Institute of Molecular BioSciences, Massey University, Private Bag 11222, Palmerston North, New Zealand.
BMC Mol Biol. 2010 Nov 9;11:80. doi: 10.1186/1471-2199-11-80.
In male Drosophila melanogaster, the male specific lethal (MSL) complex is somehow responsible for a two-fold increase in transcription of most X-linked genes, which are enriched for histone H4 acetylated at lysine 16 (H4K16ac). This acetylation requires MOF, a histone acetyltransferase that is a component of the MSL complex. MOF also associates with the non-specific lethal or NSL complex. The MSL complex is bound within active genes on the male X chromosome with a 3' bias. In contrast, the NSL complex is enriched at promoter regions of many autosomal and X-linked genes in both sexes. In this study we have investigated the role of MOF as a transcriptional activator.
MOF was fused to the DNA binding domain of Gal4 and targeted to the promoter region of UAS-reporter genes in Drosophila. We found that expression of a UAS-red fluorescent protein (DsRed) reporter gene was strongly induced by Gal4-MOF. However, DsRed RNA levels were about seven times higher in female than male larvae. Immunostaining of polytene chromosomes showed that Gal4-MOF co-localized with MSL1 to many sites on the X chromosome in male but not female nuclei. However, in female nuclei that express MSL2, Gal4-MOF co-localized with MSL1 to many sites on polytene chromosomes but DsRed expression was reduced. Mutation of conserved active site residues in MOF (Glu714 and Cys680) reduced HAT activity in vitro and UAS-DsRed activation in Drosophila. In the presence of Gal4-MOF, H4K16ac levels were enriched over UAS-lacZ and UAS-arm-lacZ reporter genes. The latter utilizes the constitutive promoter from the arm gene to drive lacZ expression. In contrast to the strong induction of UAS-DsRed expression, UAS-arm-lacZ expression increased by about 2-fold in both sexes.
Targeting MOF to reporter genes led to transcription enhancement and acetylation of histone H4 at lysine 16. Histone acetyltransferase activity was required for the full transcriptional response. Incorporation of Gal4-MOF into the MSL complex in males led to a lower transcription enhancement of UAS-DsRed but not UAS-arm-lacZ genes. We discuss how association of Gal4-MOF with the MSL or NSL proteins could explain our results.

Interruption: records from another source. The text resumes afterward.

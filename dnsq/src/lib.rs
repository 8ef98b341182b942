#![allow(clippy::uninlined_format_args)]
#![warn(missing_debug_implementations, unreachable_pub)]
#![deny(unused_must_use)]

pub mod dns;
pub mod tracing;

在雄性黑腹果蝇中,雄性特异致死(MSL)复合物在某种程度上负责使大多数 X 连锁基因的转录增加两倍,这些基因富含组蛋白 H4 赖氨酸 16 乙酰化(H4K16ac)。这种乙酰化需要 MOF,一种组蛋白乙酰转移酶,是 MSL 复合物的组成部分。MOF 还与非特异性致死或 NSL 复合物相关联。MSL 复合物结合在雄性 X 染色体上的活性基因上,具有 3' 偏向性。相比之下,NSL 复合物在两性的许多常染色体和 X 连锁基因的启动子区域富集。在这项研究中,我们研究了 MOF 作为转录激活剂的作用。
MOF 与 Gal4 的 DNA 结合域融合,并靶向果蝇 UAS-报告基因的启动子区域。我们发现,Gal4-MOF 强烈诱导 UAS-红色荧光蛋白(DsRed)报告基因的表达。然而,在雌性幼虫中,DsRed RNA 水平比雄性幼虫高约 7 倍。多线染色体的免疫染色显示,Gal4-MOF 在雄性核中与 MSL1 共定位到 X 染色体上的许多位点,但在雌性核中不与 MSL1 共定位。然而,在表达 MSL2 的雌性核中,Gal4-MOF 与 MSL1 共定位到多线染色体上的许多位点,但 DsRed 的表达减少。MOF 中保守活性位点残基的突变(Glu714 和 Cys680)降低了体外的 HAT 活性和果蝇中的 UAS-DsRed 激活。在 Gal4-MOF 的存在下,H4K16ac 水平在 UAS-lacZ 和 UAS-arm-lacZ 报告基因上富集。后者利用臂基因的组成型启动子驱动 lacZ 表达。与 UAS-DsRed 表达的强烈诱导相比,UAS-arm-lacZ 的表达在两性中增加了约 2 倍。
将 MOF 靶向报告基因导致组蛋白 H4 赖氨酸 16 的乙酰化和转录增强。组蛋白乙酰转移酶活性是完全转录反应所必需的。Gal4-MOF 整合到雄性 MSL 复合物中导致 UAS-DsRed 基因的转录增强降低,但 UAS-arm-lacZ 基因的转录增强不变。我们讨论了 Gal4-MOF 与 MSL 或 NSL 蛋白的结合如何解释我们的结果。